FRIDAY, Aug. 3, 2018 (HealthDay News) — Federal parity under the Mental Health Parity and Addiction Equity Act (MHPAEA) is associated with lower average annual out-of-pocket (OOP) mental health spending among children with mental health conditions, according to a study published in the August issue of Pediatrics.
Alene Kennedy-Hendricks, Ph.D., from the Johns Hopkins Bloomberg School of Public Health in Baltimore, and colleagues used a difference-in-differences approach to compare commercially insured children aged 3 to 18 years in 2008 who were continuously enrolled in plans newly subject to parity under MHPAEA with those enrolled in plans never subject to parity. Mental health service use and spending outcomes were assessed.
The researchers found that parity was associated with $140 lower average annual OOP mental health spending among children with mental health conditions who were enrolled in plans subject to parity, an amount that was lower than expected given changes in the comparison group. Parity was associated with $234 lower average annual OOP mental health spending among children who were in the ≥85th percentile in total mental health spending.

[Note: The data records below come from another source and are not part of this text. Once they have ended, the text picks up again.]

impl RpcClient {
    /// Create a client with its own device registry
    pub fn new(config: ClientConfig) -> Self {
        Self::with_registry(config, Arc::new(DeviceRegistry::new()))
    }

    /// Create a client that feeds an existing registry
    pub fn with_registry(config: ClientConfig, registry: Arc<DeviceRegistry>) -> Self {
        Self {
            inner: Arc::new(ClientInner {
                config,
                registry,
                next_reqid: AtomicU64::new(0),
                generation: AtomicU64::new(0),
                transport: Mutex::new(None),
                pending: Mutex::new(HashMap::new()),
                status: watch::Sender::new(ClientStatus::default()),
            }),
        }
    }

    pub fn config(&self) -> &ClientConfig {
        &self.inner.config
    }

    pub fn registry(&self) -> &Arc<DeviceRegistry> {
        &self.inner.registry
    }

    pub fn status(&self) -> ClientStatus {
        *self.inner.status.borrow()
    }

    pub fn state(&self) -> ConnectionState {
        self.status().connection
    }

    pub fn is_connected(&self) -> bool {
        self.state() == ConnectionState::Connected
    }

    pub fn is_registered(&self) -> bool {
        self.status().registration == Registration::Registered
    }

    /// Watch connection and registration changes
    pub fn subscribe_status(&self) -> watch::Receiver<ClientStatus> {
        self.inner.status.subscribe()
    }

    /// Number of requests still waiting for a reply
    pub fn pending_count(&self) -> usize {
        self.inner.pending.lock().len()
    }

    /// Install a transport. Its events must then be fed to
    /// [`RpcClient::handle_event`] or [`RpcClient::run`].
    pub fn attach(&self, transport: Arc<dyn Transport>) {
        info!(transport = %transport.description(), "Attaching transport");
        let previous = self.inner.transport.lock().replace(transport);
        self.inner.generation.fetch_add(1, Ordering::AcqRel);
        if let Some(previous) = previous {
            previous.close();
            let failed = self.fail_pending();
            debug!(failed_requests = failed, "Replaced previous transport");
        }
        self.set_status(ConnectionState::Connecting, Registration::Pending);
    }

    /// Connect over TCP and spawn the event loop.
    ///
    /// Returns once the socket is connected; registration continues in the
    /// background (see [`RpcClient::wait_until_registered`]).
    pub async fn connect(&self, config: &TransportConfig) -> IpcResult<JoinHandle<()>> {
        let (transport, events) = TcpTransport::connect(config).await?;
        self.attach(Arc::new(transport));
        let generation = self.inner.generation.load(Ordering::Acquire);
        let client = self.clone();
        Ok(tokio::spawn(async move {
            client.run_generation(generation, events).await
        }))
    }

    /// Pump events of the currently attached transport until it closes
    pub async fn run(&self, events: mpsc::UnboundedReceiver<TransportEvent>) {
        let generation = self.inner.generation.load(Ordering::Acquire);
        self.run_generation(generation, events).await;
    }

    async fn run_generation(
        &self,
        generation: u64,
        mut events: mpsc::UnboundedReceiver<TransportEvent>,
    ) {
        while let Some(event) = events.recv().await {
            if self.inner.generation.load(Ordering::Acquire) != generation {
                debug!("Transport replaced, stopping its event loop");
                return;
            }
            let closed = matches!(event, TransportEvent::Closed { .. });
            self.handle_event(event);
            if closed {
                return;
            }
        }
        if self.inner.generation.load(Ordering::Acquire) == generation {
            self.handle_closed(Some("event stream ended".to_string()));
        }
    }

    /// Close the transport and fail outstanding requests
    pub fn disconnect(&self) {
        let transport = self.inner.transport.lock().clone();
        if let Some(transport) = transport {
            transport.close();
        }
        self.handle_closed(Some("disconnected by client".to_string()));
    }

    /// Process one transport event
    pub fn handle_event(&self, event: TransportEvent) {
        match event {
            TransportEvent::Opened => self.handle_opened(),
            TransportEvent::Closed { reason } => self.handle_closed(reason),
            TransportEvent::Message(text) => self.handle_message(&text),
        }
    }

    /// Process one inbound JSON document.
    ///
    /// A reply whose body does not decode still completes its request, with
    /// the decode error.
    pub fn handle_message(&self, text: &str) {
        let raw = match RawInbound::parse(text) {
            Ok(raw) => raw,
            Err(e) => {
                warn!(error = %e, message = %text, "Dropping malformed message");
                return;
            }
        };
        let reqid = raw.reqid();
        match (raw.decode(), reqid) {
            (Ok(Inbound::Response(response)), _) => self.complete(response),
            (Ok(Inbound::Event(event)), _) => self.handle_service_event(event),
            (Err(e), Some(reqid)) => self.fail_request(reqid, e),
            (Err(e), None) => warn!(error = %e, message = %text, "Dropping malformed message"),
        }
    }

    /// Send a request and get a handle to await its reply
    pub fn request(&self, request: Request) -> IpcResult<PendingReply> {
        let (tx, rx) = oneshot::channel();
        let reqid = self.dispatch(&request, Some(Completion::Reply(tx)))?;
        Ok(PendingReply {
            reqid,
            rx,
            inner: Arc::clone(&self.inner),
        })
    }

    /// Send a request whose reply is ignored
    pub fn send(&self, request: Request) -> IpcResult<u64> {
        self.dispatch(&request, None)
    }

    /// Send a request and wait for its reply within the configured timeout
    pub async fn call(&self, request: Request) -> IpcResult<Response> {
        self.request(request)?
            .wait_timeout(self.inner.config.request_timeout)
            .await
    }

    /// Ask for the device list; the registry is updated when it arrives
    pub fn fetch_devices(&self) -> IpcResult<u64> {
        self.dispatch(&Request::Devices, Some(Completion::DeviceList))
    }

    /// Fetch the device list, merge it and return the registry contents
    pub async fn refresh_devices(&self) -> IpcResult<Vec<Device>> {
        let response = self.call(Request::Devices).await?;
        match response.body {
            ResponseBody::Devices(devices) => Ok(self.inner.registry.merge_device_list(devices)),
            _ => Err(unexpected(Command::Devices, response.command)),
        }
    }

    /// Read one config field from `device`
    pub async fn read_config(
        &self,
        device: &Device,
        field: ConfigField,
    ) -> IpcResult<ReadConfigReply> {
        let response = self
            .call(Request::ReadConfig {
                device: device.serial().to_string(),
                field,
            })
            .await?;

        match response.body {
            ResponseBody::Read { device, data, .. } => Ok(ReadConfigReply {
                field,
                device: self.inner.registry.find_device(&device),
                status: response.status,
                data,
            }),
            _ => Err(unexpected(Command::ZmkControlRead, response.command)),
        }
    }

    /// Write one config field to `device`, persisting it when `save` is set
    pub async fn write_config(
        &self,
        device: &Device,
        field: ConfigField,
        data: &[u8],
        save: bool,
    ) -> IpcResult<WriteConfigReply> {
        let response = self
            .call(Request::WriteConfig {
                device: device.serial().to_string(),
                field,
                data: data.to_vec(),
                save,
            })
            .await?;

        match response.body {
            ResponseBody::Write { device, .. } => Ok(WriteConfigReply {
                field,
                device: self.inner.registry.find_device(&device),
                status: response.status,
            }),
            _ => Err(unexpected(Command::ZmkControlWrite, response.command)),
        }
    }

    pub fn selected_device(&self) -> IpcResult<Device> {
        self.inner
            .registry
            .selected_device()
            .ok_or(IpcError::NoDeviceSelected)
    }

    /// [`RpcClient::read_config`] against the selected device
    pub async fn read_selected_config(&self, field: ConfigField) -> IpcResult<ReadConfigReply> {
        let device = self.selected_device()?;
        self.read_config(&device, field).await
    }

    /// [`RpcClient::write_config`] against the selected device
    pub async fn write_selected_config(
        &self,
        field: ConfigField,
        data: &[u8],
        save: bool,
    ) -> IpcResult<WriteConfigReply> {
        let device = self.selected_device()?;
        self.write_config(&device, field, data, save).await
    }

    /// Wait for the registration handshake of the current connection
    pub async fn wait_until_registered(&self, timeout: Duration) -> IpcResult<()> {
        let mut status = self.subscribe_status();
        let settled = tokio::time::timeout(
            timeout,
            status.wait_for(|s| {
                s.registration != Registration::Pending
                    || s.connection == ConnectionState::Disconnected
            }),
        )
        .await
        .map_err(|_elapsed| {
            IpcError::timeout(u64::try_from(timeout.as_millis()).unwrap_or(u64::MAX))
        })?
        .map(|s| *s)
        .map_err(|_closed| IpcError::ConnectionLost)?;

        match settled.registration {
            Registration::Registered => Ok(()),
            Registration::Rejected => Err(IpcError::RegistrationRejected),
            Registration::Pending => Err(IpcError::ConnectionLost),
        }
    }

    fn set_status(&self, connection: ConnectionState, registration: Registration) {
        self.inner.status.send_modify(|status| {
            status.connection = connection;
            status.registration = registration;
        });
    }

    fn set_registration(&self, registration: Registration) {
        self.inner
            .status
            .send_modify(|status| status.registration = registration);
    }

    fn connected_transport(&self) -> IpcResult<Arc<dyn Transport>> {
        if !self.is_connected() {
            return Err(IpcError::NotConnected);
        }
        self.inner
            .transport
            .lock()
            .clone()
            .filter(|transport| transport.is_open())
            .ok_or(IpcError::NotConnected)
    }

    fn dispatch(&self, request: &Request, completion: Option<Completion>) -> IpcResult<u64> {
        let transport = self.connected_transport()?;
        let reqid = self.inner.next_reqid.fetch_add(1, Ordering::Relaxed);
        let text = request.encode(reqid)?;

        if let Some(completion) = completion {
            self.inner.pending.lock().insert(reqid, completion);
        }
        if let Err(e) = transport.send(text) {
            self.inner.pending.lock().remove(&reqid);
            return Err(e);
        }

        debug!(reqid, cmd = %request.command(), "Request sent");
        Ok(reqid)
    }

    fn handle_opened(&self) {
        info!("Service connection open, registering");
        self.set_status(ConnectionState::Connected, Registration::Pending);

        let register = Request::Register {
            key: self.inner.config.api_key.clone(),
        };
        if let Err(e) = self.dispatch(&register, Some(Completion::Handshake)) {
            warn!(error = %e, "Failed to send registration");
        }
    }

    fn handle_closed(&self, reason: Option<String>) {
        self.inner.transport.lock().take();
        let failed = self.fail_pending();
        if self.state() != ConnectionState::Disconnected || failed > 0 {
            info!(reason = ?reason, failed_requests = failed, "Service connection closed");
        }
        self.set_status(ConnectionState::Disconnected, Registration::Pending);
    }

    /// Resolve every outstanding request with `ConnectionLost`
    fn fail_pending(&self) -> usize {
        let drained: Vec<Completion> = self
            .inner
            .pending
            .lock()
            .drain()
            .map(|(_, completion)| completion)
            .collect();

        let failed = drained.len();
        for completion in drained {
            if let Completion::Reply(tx) = completion {
                if tx.send(Err(IpcError::ConnectionLost)).is_err() {
                    debug!("Caller stopped waiting before connection loss");
                }
            }
        }
        failed
    }

    /// Resolve one request with an error instead of a reply
    fn fail_request(&self, reqid: u64, error: IpcError) {
        let completion = self.inner.pending.lock().remove(&reqid);
        match completion {
            None => debug!(reqid, error = %error, "Undecodable reply for unknown request"),
            Some(Completion::Reply(tx)) => {
                warn!(reqid, error = %error, "Reply body did not decode");
                if tx.send(Err(error)).is_err() {
                    debug!("Caller stopped waiting for reply");
                }
            }
            Some(Completion::Handshake) => {
                warn!(reqid, error = %error, "Registration reply did not decode");
            }
            Some(Completion::DeviceList) => {
                warn!(reqid, error = %error, "Device list reply did not decode");
            }
        }
    }

    fn complete(&self, response: Response) {
        let completion = self.inner.pending.lock().remove(&response.reqid);
        match completion {
            None => debug!(reqid = response.reqid, "Reply for unknown request"),
            Some(Completion::Reply(tx)) => {
                if tx.send(Ok(response)).is_err() {
                    debug!("Caller stopped waiting for reply");
                }
            }
            Some(Completion::Handshake) => self.on_registration(&response),
            Some(Completion::DeviceList) => self.on_device_list(response),
        }
    }

    fn on_registration(&self, response: &Response) {
        if !response.status {
            warn!("Service rejected registration, check the service key");
            self.set_registration(Registration::Rejected);
            return;
        }

        info!("Registered with service");
        self.set_registration(Registration::Registered);
        if self.inner.config.auto_fetch_devices {
            if let Err(e) = self.fetch_devices() {
                warn!(error = %e, "Failed to request device list");
            }
        }
    }

    fn on_device_list(&self, response: Response) {
        match response.body {
            ResponseBody::Devices(devices) => {
                self.inner.registry.merge_device_list(devices);
            }
            _ => warn!(cmd = %response.command, "Device list request got a different reply"),
        }
    }

    fn handle_service_event(&self, event: Event) {
        match (event.event_type, event.device) {
            (EventType::DeviceConnected, Some(info)) => {
                self.inner.registry.apply_connected(info);
            }
            (EventType::DeviceDisconnected, Some(info)) => {
                self.inner.registry.apply_disconnected(info.serial());
            }
            (EventType::DeviceConnected | EventType::DeviceDisconnected, None) => {
                warn!(event = ?event.event_type, "Device event without device");
            }
            (EventType::None, _) => debug!("Empty event"),
            (EventType::Unrecognized(code), _) => warn!(code, "Ignoring unknown event type"),
        }
    }
}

“MHPAEA was associated with increased financial protection on average for children with mental health conditions and among those at the higher end of the spending distribution,” the authors write. “Estimated reductions in OOP spending were likely too modest to have substantially reduced financial burden on families of children with particularly high mental health expenditures.”
One author disclosed financial ties to the pharmaceutical industry.